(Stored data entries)
pub mod connection;
pub mod models;
pub mod repositories;
pub mod schema;

use std::path::PathBuf;
use thiserror::Error;

pub use connection::{Database, DbConnection};

#[derive(Error, Debug)]
pub enum DatabaseError {
    #[error("Database query error: {0}")]
    Query(#[from] rusqlite::Error),

    #[error("Serialization error: {0}")]
    Serialization(#[from] serde_json::Error),

    #[error("Database IO error: {0}")]
    Io(#[from] std::io::Error),

    #[error("Database connection lock poisoned")]
    Poisoned,

    #[error("Migration error: {0}")]
    Migration(String),
}

/// `<data dir>/snapfind/snapfind.db`, falling back to the home directory.
pub fn get_database_path() -> Result<PathBuf, DatabaseError> {
    let base_dir = dirs::data_dir()
        .or_else(dirs::home_dir)
        .ok_or_else(|| DatabaseError::Migration("Could not find a data directory".to_string()))?;

    Ok(base_dir.join("snapfind").join("snapfind.db"))
}
use super::Repository;
use crate::database::{Database, DatabaseError};
use chrono::Utc;
use rusqlite::{params, Connection, OptionalExtension};
use std::io;
use std::path::{Path, MAIN_SEPARATOR, MAIN_SEPARATOR_STR};
use std::sync::Arc;

const ROOTS_KEY: &str = "indexed_roots";

/// Absolute form of `path` with any trailing separator removed. The directory
/// does not have to exist, so removed folders can still be unregistered.
/// Paths that are not valid UTF-8 are rejected with `InvalidData`.
pub fn normalize_root_path(path: &Path) -> io::Result<String> {
    let absolute = std::path::absolute(path)?;
    let text = absolute.to_str().ok_or_else(|| {
        io::Error::new(io::ErrorKind::InvalidData, "path is not valid UTF-8")
    })?;
    let trimmed = text.trim_end_matches(MAIN_SEPARATOR);

    if trimmed.is_empty() {
        Ok(MAIN_SEPARATOR_STR.to_string())
    } else {
        Ok(trimmed.to_string())
    }
}

/// Prefix that matches everything under `root` but not its siblings.
pub fn root_prefix(root: &str) -> String {
    if root.ends_with(MAIN_SEPARATOR) {
        root.to_string()
    } else {
        format!("{}{}", root, MAIN_SEPARATOR)
    }
}

/// Folders the user has chosen to index. Only the list lives here; record
/// membership is always recomputed from path prefixes.
pub struct RootRepository {
    db: Arc<Database>,
}

impl Repository for RootRepository {
    fn database(&self) -> &Database {
        &self.db
    }
}

impl RootRepository {
    pub fn new(db: Arc<Database>) -> Self {
        Self { db }
    }

    /// Sorted case-insensitively for display.
    pub fn list(&self) -> Result<Vec<String>, DatabaseError> {
        let conn = self.get_connection()?;
        let mut roots = load_roots(&conn)?;
        roots.sort_by(|a, b| a.to_lowercase().cmp(&b.to_lowercase()).then_with(|| a.cmp(b)));
        Ok(roots)
    }

    /// Returns the normalized path. Adding an existing root is a no-op.
    pub fn add(&self, path: &Path) -> Result<String, DatabaseError> {
        let normalized = normalize_root_path(path)?;
        self.db.transaction(|tx| {
            let mut roots = load_roots(tx)?;
            if !roots.contains(&normalized) {
                roots.push(normalized.clone());
                store_roots(tx, &roots)?;
            }
            Ok(())
        })?;
        Ok(normalized)
    }

    /// Unregisters the root without touching its records. Returns whether it
    /// was registered.
    pub fn remove(&self, path: &Path) -> Result<bool, DatabaseError> {
        let normalized = normalize_root_path(path)?;
        self.db.transaction(|tx| remove_root(tx, &normalized))
    }
}

pub(crate) fn remove_root(conn: &Connection, normalized: &str) -> Result<bool, DatabaseError> {
    let mut roots = load_roots(conn)?;
    let before = roots.len();
    roots.retain(|root| root != normalized);

    if roots.len() == before {
        return Ok(false);
    }
    store_roots(conn, &roots)?;
    Ok(true)
}

fn load_roots(conn: &Connection) -> Result<Vec<String>, DatabaseError> {
    let value: Option<String> = conn
        .query_row(
            "SELECT value FROM settings WHERE key = ?1",
            params![ROOTS_KEY],
            |row| row.get(0),
        )
        .optional()?;

    match value {
        Some(json) => Ok(serde_json::from_str(&json)?),
        None => Ok(Vec::new()),
    }
}

fn store_roots(conn: &Connection, roots: &[String]) -> Result<(), DatabaseError> {
    let json = serde_json::to_string(roots)?;
    conn.execute(
        "INSERT OR REPLACE INTO settings (key, value, updated_at) VALUES (?1, ?2, ?3)",
        params![ROOTS_KEY, json, Utc::now().to_rfc3339()],
    )?;
    Ok(())
}
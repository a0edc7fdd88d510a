use anyhow::{Context, Result};
use clap::{Parser, Subcommand};
use dialoguer::Confirm;
use indicatif::{ProgressBar, ProgressStyle};
use snapfind::core::indexer::{IndexProgress, ProgressObserver};
use snapfind::{AppConfig, IndexError, Library, Match};
use std::path::PathBuf;
use std::sync::atomic::Ordering;
use std::sync::Arc;
use std::time::{Duration, Instant};

#[derive(Parser, Debug)]
#[command(name = "snapfind", version, about = "Index folders of images and find look-alikes")]
struct Cli {
    /// Database file (default: <data dir>/snapfind/snapfind.db)
    #[arg(long, global = true, value_name = "FILE", env = "SNAPFIND_DB")]
    db: Option<PathBuf>,

    /// JSON config file (default: <config dir>/snapfind/config.json if present)
    #[arg(long, global = true, value_name = "FILE")]
    config: Option<PathBuf>,

    /// More log output (-v info, -vv debug)
    #[arg(short, long, global = true, action = clap::ArgAction::Count)]
    verbose: u8,

    #[command(subcommand)]
    command: Commands,
}

#[derive(Subcommand, Debug)]
enum Commands {
    /// Index every image under a folder
    Index {
        /// Folder to index
        #[arg(value_name = "DIR")]
        path: PathBuf,
    },

    /// Find the closest matches to an image
    Search {
        /// Query image
        #[arg(value_name = "IMAGE")]
        image: PathBuf,
        /// Print matches as JSON
        #[arg(long)]
        json: bool,
    },

    /// Work with indexed folders
    Roots {
        #[command(subcommand)]
        command: RootsCmd,
    },

    /// Show store statistics
    Stats,
}

#[derive(Subcommand, Debug)]
enum RootsCmd {
    /// List indexed folders with their image counts
    List,

    /// Forget a folder and delete all of its records
    Remove {
        /// Folder to remove
        #[arg(value_name = "DIR")]
        path: PathBuf,
        /// Skip the confirmation prompt
        #[arg(short, long)]
        yes: bool,
    },
}

/// Drives an indicatif bar from indexer progress.
struct BarObserver {
    bar: ProgressBar,
}

impl ProgressObserver for BarObserver {
    fn on_progress(&self, progress: &IndexProgress) {
        self.bar.set_length(progress.total_files as u64);
        self.bar.set_position(progress.files_processed as u64);
        let eta = progress
            .estimated_time_remaining
            .map(|d| format!("~{}s left", d.as_secs()))
            .unwrap_or_default();
        self.bar
            .set_message(format!("{} {}", progress.current_file, eta));
    }
}

fn main() -> Result<()> {
    let cli = Cli::parse();
    init_logging(cli.verbose);

    let mut config = AppConfig::load(cli.config.as_deref())?;
    if let Some(db) = cli.db {
        config.database_path = Some(db);
    }
    let library = Library::open(config).context("Failed to open the image database")?;

    match cli.command {
        Commands::Index { path } => index(&library, path)?,

        Commands::Search { image, json } => {
            let matches = benchmark("search", || library.search_file(&image))
                .with_context(|| format!("Search with {} failed", image.display()))?;
            if json {
                println!("{}", serde_json::to_string_pretty(&matches)?);
            } else {
                print_matches(&matches);
            }
        }

        Commands::Roots { command } => match command {
            RootsCmd::List => {
                let roots = library.roots()?;
                if roots.is_empty() {
                    println!("No folders indexed yet.");
                }
                for root in roots {
                    println!("📁 {} ({} images)", root.path, root.image_count);
                }
            }

            RootsCmd::Remove { path, yes } => {
                let count = library.count_under(&path)?;
                let confirmed = yes
                    || Confirm::new()
                        .with_prompt(format!(
                            "Remove {} and delete {} indexed record(s)?",
                            path.display(),
                            count
                        ))
                        .default(false)
                        .interact()?;
                if !confirmed {
                    println!("Nothing removed.");
                    return Ok(());
                }
                let deleted = library
                    .delete_root(&path)
                    .with_context(|| format!("Failed to remove {}", path.display()))?;
                println!("🗑️  Removed {} ({} records deleted)", path.display(), deleted);
            }
        },

        Commands::Stats => {
            let stats = library.stats()?;
            if let Some(db_path) = library.database().path() {
                println!("Database:      {}", db_path.display());
            }
            println!("Folders:       {}", stats.roots);
            println!("Images:        {}", stats.records);
            println!("Searchable:    {}", stats.hashed_records);
            println!("Size on disk:  {} KiB", stats.size_on_disk / 1024);
        }
    }

    Ok(())
}

fn init_logging(verbose: u8) {
    let level = match verbose {
        0 => "warn",
        1 => "info",
        _ => "debug",
    };
    env_logger::Builder::from_env(env_logger::Env::default().default_filter_or(level)).init();
}

fn index(library: &Library, path: PathBuf) -> Result<()> {
    println!("▶ Indexing: {}", path.display());

    let token = library.cancellation_token();
    ctrlc::set_handler(move || token.store(true, Ordering::Relaxed))
        .context("Failed to install Ctrl-C handler")?;

    let bar = ProgressBar::new(0);
    bar.set_style(
        ProgressStyle::with_template("{bar:40.cyan/blue} {pos}/{len} {msg}")?
            .progress_chars("##-"),
    );
    bar.enable_steady_tick(Duration::from_millis(100));
    let observer: Arc<dyn ProgressObserver> = Arc::new(BarObserver { bar: bar.clone() });

    let result = benchmark("indexing", || library.index_folder(&path, Some(observer)));
    bar.finish_and_clear();

    match result {
        Ok(summary) => {
            println!(
                "✅ Indexed {} of {} new file(s) ({} skipped)",
                summary.indexed, summary.total, summary.failed
            );
            Ok(())
        }
        Err(IndexError::Cancelled { committed }) => {
            println!("⚠️  Cancelled; {} file(s) were indexed before stopping", committed);
            Ok(())
        }
        Err(e) => Err(e).with_context(|| format!("Indexing {} failed", path.display())),
    }
}

fn print_matches(matches: &[Match]) {
    if matches.is_empty() {
        println!("No matches found.");
        return;
    }
    for (i, m) in matches.iter().enumerate() {
        println!(
            "{:>3}. [{:>4.1}] {}x{} {:>8} KiB  {}",
            i + 1,
            m.distance,
            m.width,
            m.height,
            m.file_size / 1024,
            m.path
        );
    }
}

/// Run `f()`, log how long it took (with `label`), and return its result.
fn benchmark<T, F: FnOnce() -> T>(label: &str, f: F) -> T {
    let start = Instant::now();
    let result = f();
    log::info!("⏱ {} took {:.2?}", label, start.elapsed());
    result
}
use image::DynamicImage;
use serde::{Deserialize, Serialize};
use std::path::Path;

/// Extensions indexed by default. HEIC is listed but not yet decodable by the
/// `image` crate, so such files are counted as failures.
pub const DEFAULT_FORMATS: &[&str] = &["jpg", "jpeg", "png", "heic", "tiff", "bmp"];

/// Pixel dimensions and byte length of a file at index time. Any field that
/// could not be read stays 0.
#[derive(Debug, Clone, Copy, Default, PartialEq, Eq, Serialize, Deserialize)]
pub struct ImageProbe {
    pub width: u32,
    pub height: u32,
    pub file_size: u64,
}

impl ImageProbe {
    /// Probe a file whose bytes have already been decoded.
    pub fn from_decoded(path: &Path, img: &DynamicImage, byte_len: usize) -> Self {
        let file_size = match std::fs::metadata(path) {
            Ok(metadata) => metadata.len(),
            Err(e) => {
                log::warn!("Could not stat {}: {}", path.display(), e);
                byte_len as u64
            }
        };

        Self {
            width: img.width(),
            height: img.height(),
            file_size,
        }
    }

    /// Probe without a full decode; used when only the header is needed.
    pub fn from_path(path: &Path) -> Self {
        let (width, height) = match image::image_dimensions(path) {
            Ok(dimensions) => dimensions,
            Err(e) => {
                log::warn!("Could not read dimensions for {}: {}", path.display(), e);
                (0, 0)
            }
        };
        let file_size = std::fs::metadata(path).map(|m| m.len()).unwrap_or(0);

        Self {
            width,
            height,
            file_size,
        }
    }

    pub fn area(&self) -> u64 {
        u64::from(self.width) * u64::from(self.height)
    }
}

/// Case-insensitive extension check against an allow-list.
pub fn is_supported_format<S: AsRef<str>>(path: &Path, formats: &[S]) -> bool {
    match path.extension().and_then(|ext| ext.to_str()) {
        Some(ext) => formats
            .iter()
            .any(|allowed| allowed.as_ref().eq_ignore_ascii_case(ext)),
        None => false,
    }
}

/// Dotfiles and dot-directories are treated as hidden.
pub fn is_hidden(name: &std::ffi::OsStr) -> bool {
    name.to_str().map(|s| s.starts_with('.')).unwrap_or(false)
}

#[cfg(test)]
mod tests {
    use super::*;
    use crate::core::test_support::write_wave;
    use std::ffi::OsStr;
    use tempfile::TempDir;

    #[test]
    fn test_supported_format_detection() {
        assert!(is_supported_format(Path::new("a/test.jpg"), DEFAULT_FORMATS));
        assert!(is_supported_format(Path::new("test.JPEG"), DEFAULT_FORMATS));
        assert!(is_supported_format(Path::new("test.Png"), DEFAULT_FORMATS));
        assert!(is_supported_format(Path::new("test.heic"), DEFAULT_FORMATS));
        assert!(is_supported_format(Path::new("test.bmp"), DEFAULT_FORMATS));
        assert!(!is_supported_format(Path::new("test.tif"), DEFAULT_FORMATS));
        assert!(!is_supported_format(Path::new("test.txt"), DEFAULT_FORMATS));
        assert!(!is_supported_format(Path::new("test"), DEFAULT_FORMATS));
    }

    #[test]
    fn test_hidden_names() {
        assert!(is_hidden(OsStr::new(".DS_Store")));
        assert!(is_hidden(OsStr::new(".thumbnails")));
        assert!(!is_hidden(OsStr::new("holiday.jpg")));
    }

    #[test]
    fn test_probe_reads_dimensions_and_size() {
        let temp_dir = TempDir::new().unwrap();
        let path = temp_dir.path().join("probe.png");
        write_wave(&path, 40, 30, 1.0, 0.0);

        let probe = ImageProbe::from_path(&path);
        assert_eq!((probe.width, probe.height), (40, 30));
        assert_eq!(probe.file_size, std::fs::metadata(&path).unwrap().len());
        assert_eq!(probe.area(), 1200);
    }

    #[test]
    fn test_probe_of_unreadable_file_defaults_to_zero() {
        let temp_dir = TempDir::new().unwrap();
        let probe = ImageProbe::from_path(&temp_dir.path().join("missing.png"));
        assert_eq!(probe, ImageProbe::default());
    }
}
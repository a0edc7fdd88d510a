use crate::core::hash::PerceptualHash;
use rusqlite::Row;
use serde::{Deserialize, Serialize};

/// One row per indexed file. `path` is the natural key.
#[derive(Debug, Clone, PartialEq, Eq, Serialize, Deserialize)]
pub struct ImageRecord {
    pub id: String,
    pub path: String,
    /// `None` when hashing produced the sentinel; such records are counted but
    /// never ranked.
    pub hash: Option<PerceptualHash>,
    pub width: u32,
    pub height: u32,
    pub file_size: u64,
    pub indexed_at: String,
}

impl ImageRecord {
    pub(crate) const COLUMNS: &'static str =
        "id, path, hash, width, height, file_size, indexed_at";

    pub(crate) fn from_row(row: &Row<'_>) -> rusqlite::Result<Self> {
        Ok(Self {
            id: row.get(0)?,
            path: row.get(1)?,
            hash: PerceptualHash::from_stored(row.get(2)?),
            width: row.get::<_, i64>(3)?.max(0) as u32,
            height: row.get::<_, i64>(4)?.max(0) as u32,
            file_size: row.get::<_, i64>(5)?.max(0) as u64,
            indexed_at: row.get(6)?,
        })
    }

    pub fn area(&self) -> u64 {
        u64::from(self.width) * u64::from(self.height)
    }
}

/// A record waiting to be inserted; the id and timestamp are assigned at insert.
#[derive(Debug, Clone, PartialEq, Eq)]
pub struct NewImageRecord {
    pub path: String,
    pub hash: Option<PerceptualHash>,
    pub width: u32,
    pub height: u32,
    pub file_size: u64,
}

/// A registered root together with its derived record count.
#[derive(Debug, Clone, PartialEq, Eq, Serialize, Deserialize)]
pub struct RootSummary {
    pub path: String,
    pub image_count: usize,
}

#[derive(Debug, Clone, Default, PartialEq, Eq, Serialize, Deserialize)]
pub struct StoreStats {
    pub records: usize,
    pub hashed_records: usize,
    pub roots: usize,
    pub size_on_disk: u64,
}
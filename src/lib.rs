//! Local image similarity index: perceptual hashing, a SQLite record store,
//! batched folder indexing and ranked nearest-match search.

pub mod config;
pub mod core;
pub mod database;

pub use crate::config::AppConfig;
pub use crate::core::{
    HashError, IndexError, IndexProgress, IndexSummary, Library, Match, PerceptualHash,
    ProgressObserver, SearchError,
};
pub use crate::database::{Database, DatabaseError};
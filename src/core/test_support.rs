//! Synthetic images for tests. None of these hash to the zero sentinel.

use image::{ImageBuffer, Rgb, RgbImage};
use std::f32::consts::PI;
use std::path::Path;

/// Smooth 2D wave defined in normalised coordinates, so the same parameters at
/// different sizes give visually the same picture.
pub fn wave_image(width: u32, height: u32, frequency: f32, phase: f32) -> RgbImage {
    ImageBuffer::from_fn(width, height, |x, y| {
        let u = x as f32 / width as f32;
        let v = y as f32 / height as f32;
        let value = (2.0 * PI * frequency * u + phase).sin() * (2.0 * PI * v + phase).cos();
        let intensity = (128.0 + 100.0 * value) as u8;
        Rgb([intensity, intensity, intensity])
    })
}

/// Constant grey except for one horizontal eighth, which darkens left to right.
pub fn band_gradient_image(width: u32, height: u32, band: u32) -> RgbImage {
    let band_height = height / 8;
    ImageBuffer::from_fn(width, height, |x, y| {
        if y / band_height == band {
            let intensity = 200u32.saturating_sub(x * 3) as u8;
            Rgb([intensity, intensity, intensity])
        } else {
            Rgb([100, 100, 100])
        }
    })
}

pub fn write_wave(path: &Path, width: u32, height: u32, frequency: f32, phase: f32) {
    wave_image(width, height, frequency, phase)
        .save(path)
        .unwrap();
}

• [What the task requires] Copy each line above that has the word "Duration".

• [Your solution]
use std::time::{Duration, Instant};
    bar.enable_steady_tick(Duration::from_millis(100));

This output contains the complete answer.